After John’s death his wife, Janet Steel Graham, was left not only to fend for herself but also to continue raising her dead daughter’s children. She must have indeed been a woman of steel and the fact the Steel name has come down through the family line is testimony to the high regard she was held in, including by her grandson Thomas who carried her memory to Exmoor.
On the 3rd June 1872, at the age of 22, Thomas Graham married Marion Wilson in Biggar. Although, at the moment, we do not know where they lived and worked initially, we do know that their first son, another Thomas Steel Graham, was born in 1874 at Broadlees, Symington just three miles from Biggar. In 1875 a second son, George Wilson Graham was born in Peebles. It may be that by this time the family had moved away from Biggar or that Marion’s family came from Peebles and she had returned home to have her baby.

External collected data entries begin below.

//! CLI entrypoint for autofix-council
//!
//! This is the main binary that wires together all layers using
//! dependency injection.

use anyhow::{Context, Result, anyhow, bail};
use autofix_application::{
    AdjudicationStrategy, AnalysisBackend, CodeSource, FirstSeenWins, LlmGateway,
    ModelArbitration, NoProgress, ProgressNotifier, RunWorkflowInput, RunWorkflowUseCase,
    WorkingCopy,
};
use autofix_domain::{BackendId, OutputFormat};
use autofix_infrastructure::{
    ChatCompletionsGateway, ConfigLoader, FileAdjudication, FileBackendConfig, FileConfig,
    GitWorkingCopy, InMemoryWorkingCopy, JsonFileResultStore, JsonlRunEventLogger,
    LlmAnalysisBackend, LocalCodeSource,
};
use autofix_presentation::{Cli, ConsoleFormatter, ProgressReporter, SimpleProgress};
use clap::Parser;
use std::io::IsTerminal;
use std::path::Path;
use std::sync::Arc;
use tracing::{info, warn};
use tracing_appender::non_blocking::WorkerGuard;
use tracing_subscriber::{EnvFilter, fmt, prelude::*};

#[tokio::main]
async fn main() -> Result<()> {
    let cli = Cli::parse();
    let _log_guard = init_logging(&cli)?;

    if cli.show_config {
        ConfigLoader::print_config_sources(cli.config.as_deref());
        return Ok(());
    }

    let config = load_config(&cli)?;
    info!("Starting autofix-council on {}", cli.repo_dir.display());

    let mut params = config
        .to_workflow_params()
        .map_err(|e| anyhow!("Invalid configuration: {}", e))?;
    if let Some(max_retries) = cli.max_retries {
        params = params.with_max_retries(max_retries);
    }
    if let Some(remote) = &cli.remote {
        params = params.with_remote(remote.clone());
    }
    if cli.no_push {
        params = params.without_push();
    }

    let format: OutputFormat = cli.output.map(Into::into).unwrap_or(config.output.format);
    if !config.output.color {
        colored::control::set_override(false);
    }

    // === Dependency Injection ===
    let selected = select_backends(&config, &cli.backends)?;
    let mut backends: Vec<Arc<dyn AnalysisBackend>> = Vec::with_capacity(selected.len());
    for backend in &selected {
        let gateway: Arc<dyn LlmGateway> = Arc::new(build_gateway(backend)?);
        let id = BackendId::try_new(backend.name.as_str())
            .ok_or_else(|| anyhow!("Backend name cannot be empty"))?;
        backends.push(Arc::new(
            LlmAnalysisBackend::new(id, backend.model.as_str(), gateway)
                .with_max_chars_per_file(config.source.max_chars_per_file),
        ));
    }

    let adjudicator: Arc<dyn AdjudicationStrategy> = match config.workflow.adjudication {
        FileAdjudication::FirstSeen => Arc::new(FirstSeenWins),
        FileAdjudication::Model => {
            let name = config
                .workflow
                .arbiter
                .as_deref()
                .ok_or_else(|| anyhow!("adjudication = \"model\" requires workflow.arbiter"))?;
            let arbiter = config
                .backend(name)
                .ok_or_else(|| anyhow!("Unknown arbiter '{}'", name))?;
            Arc::new(ModelArbitration::new(
                Arc::new(build_gateway(arbiter)?),
                arbiter.model.as_str(),
            ))
        }
    };

    let code_source = Arc::new(
        LocalCodeSource::new(&cli.repo_dir)
            .with_extensions(&config.source.extensions)
            .with_max_files(config.source.max_files),
    );

    let working_copy: Arc<dyn WorkingCopy> = if cli.dry_run {
        let files = code_source
            .load()
            .await
            .context("Failed to load files for the dry run")?;
        info!("Dry run: {} file(s) loaded into memory", files.len());
        Arc::new(InMemoryWorkingCopy::from_files(files))
    } else {
        Arc::new(GitWorkingCopy::new(&cli.repo_dir))
    };

    let run_id = chrono::Local::now().format("%Y%m%d-%H%M%S").to_string();

    let mut use_case = RunWorkflowUseCase::new(backends, code_source, working_copy)
        .with_params(params)
        .with_adjudicator(adjudicator)
        .with_result_store(Arc::new(JsonFileResultStore::new(&config.output.results_dir)));
    match JsonlRunEventLogger::for_run(&config.output.events_dir, &run_id) {
        Some(events) => {
            info!("Writing run events to {}", events.path().display());
            use_case = use_case.with_event_logger(Arc::new(events));
        }
        None => warn!("Run events disabled"),
    }

    let input = RunWorkflowInput::new(run_id, cli.team.as_str(), cli.leader.as_str());

    let progress: Box<dyn ProgressNotifier> = if cli.quiet || format == OutputFormat::Json {
        Box::new(NoProgress)
    } else if std::io::stderr().is_terminal() {
        Box::new(ProgressReporter::new())
    } else {
        Box::new(SimpleProgress)
    };

    let report = use_case
        .execute_with_progress(input, progress.as_ref())
        .await
        .context("Run failed")?;

    println!("{}", ConsoleFormatter::render(&report, format));

    Ok(())
}

/// Install the tracing subscriber; the guard keeps the file writer alive
fn init_logging(cli: &Cli) -> Result<Option<WorkerGuard>> {
    let level = match (cli.quiet, cli.verbose) {
        (true, _) => "error",
        (false, 0) => "warn",
        (false, 1) => "info",
        (false, 2) => "debug",
        _ => "trace", // -vvv or more
    };
    let filter = EnvFilter::try_from_default_env().unwrap_or_else(|_| EnvFilter::new(level));

    let (file_layer, guard) = match &cli.log_file {
        Some(path) => {
            let dir = path
                .parent()
                .filter(|p| !p.as_os_str().is_empty())
                .unwrap_or_else(|| Path::new("."));
            let name = path
                .file_name()
                .ok_or_else(|| anyhow!("--log-file needs a file name: {}", path.display()))?;
            std::fs::create_dir_all(dir)
                .with_context(|| format!("Failed to create log directory {}", dir.display()))?;

            let appender = tracing_appender::rolling::never(dir, name);
            let (writer, guard) = tracing_appender::non_blocking(appender);
            let layer = fmt::layer().with_ansi(false).with_writer(writer);
            (Some(layer), Some(guard))
        }
        None => (None, None),
    };

    tracing_subscriber::registry()
        .with(filter)
        .with(
            fmt::layer()
                .with_target(false)
                .with_writer(std::io::stderr),
        )
        .with(file_layer)
        .init();

    Ok(guard)
}

fn load_config(cli: &Cli) -> Result<FileConfig> {
    let config = if cli.no_config {
        ConfigLoader::load_defaults()
    } else {
        ConfigLoader::load(cli.config.as_deref())
            .map_err(|e| anyhow!("Failed to load configuration: {}", e))?
    };
    config
        .validate()
        .map_err(|e| anyhow!("Invalid configuration: {}", e))?;
    Ok(config)
}

/// Configured backends, narrowed to `names` when any are given
fn select_backends<'a>(config: &'a FileConfig, names: &[String]) -> Result<Vec<&'a FileBackendConfig>> {
    if names.is_empty() {
        return Ok(config.backends.iter().collect());
    }
    names
        .iter()
        .map(|name| {
            config.backend(name).ok_or_else(|| {
                let known: Vec<&str> = config.backends.iter().map(|b| b.name.as_str()).collect();
                anyhow!("Unknown backend '{}' (configured: {})", name, known.join(", "))
            })
        })
        .collect()
}

fn build_gateway(backend: &FileBackendConfig) -> Result<ChatCompletionsGateway> {
    if backend.api_key_env.is_none() {
        warn!("Backend '{}' has no api_key_env; sending unauthenticated requests", backend.name);
    }
    ChatCompletionsGateway::new(&backend.base_url, backend.api_key_env.as_deref())
        .with_context(|| format!("Failed to set up backend '{}'", backend.name))
}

The picture of the family below, taken when young George was still a toddler, shows the family in a photographer’s studio-type pose. There is a romantic backdrop and in the front, and obviously to the children’s delight, there is a little chicken perched on a fence in front of them. It is a lovely family photo and seems to have been taken in Scotland – perhaps just before they left for Exmoor.
Thomas’ wife Marion has been remembered as a woman who was fiercely proud of her family and of her Scottish roots and family memories tell us that Marion brought this strong pride of home and family with her when she moved to Exmoor. The family travelled with a few prized personal possessions, their sheepdogs and a flock of Cheviot sheep, leaving by boat from Scotland to travel to Lynmouth in North Devon. We have yet to find out which port they left from, but we know from elsewhere that it was not in the least unusual for shepherds, their wives and children and the sheep to all travel south on the same ship – ships which were not very large and often overcrowded. The journey down the west coast of Scotland and England and then up the Bristol Channel to North Devon must have been an uncomfortable and taxing one. On arrival in Lynmouth, passengers and sheep would all be offloaded and the sheep driven up onto Exmoor by the shepherd and his sheep dogs. A horse and cart would have met the ship and transferred the women and children to their new home.
A photo of one of Marion’s precious possessions transported down to Exmoor still exists. It is of her “Scotch Dresser” and it is fascinating to imagine the family and their dresser bouncing along in a pony and trap along the lanes from Lynmouth up onto the moor. Also among their baggage was her most prized possession – an album in which Marion had compiled of photos of Biggar and the family in Scotland. We learn that she was always willing to show off her album and talk about it to visitors. It would be wonderful to find out if that album maybe still exists – if you know of it do please get in touch – but for the moment it is possible to share a photo of Marion’s “Scotch Dresser”.
Thomas Graham had most probably been employed by Frederic Knight to deliver a flock of Scottish sheep to Exmoor and to live and work as the shepherd at Larkbarrow. The farmstead was a substantial one but it was in a bleak and isolated part of Exmoor – by following this link the reader will be taken to a leaflet describing a walk to Larkbarrow as well as a little of the history of the farmstead.
Although it had begun to fall into slight disrepair by the mid-1800s Larkbarrow was, when the Grahams lived there, a substantial farmstead with extensive outbuildings. It was also, as can be seen in the photo below, in two parts allowing accommodation for extra farm labourers or in some cases another family. More can be found out about Larkbarrow in Roger Burton’s book The Heritage of Exmoor and the reader is recommended to take a look at that book if more information about Larkbarrow, or indeed any aspect of Exmoor heritage, is wanted. This lovely old farmhouse is now long gone as it was used by the Army for Tank Gunnery practice and the buildings were, quite literally, blown up.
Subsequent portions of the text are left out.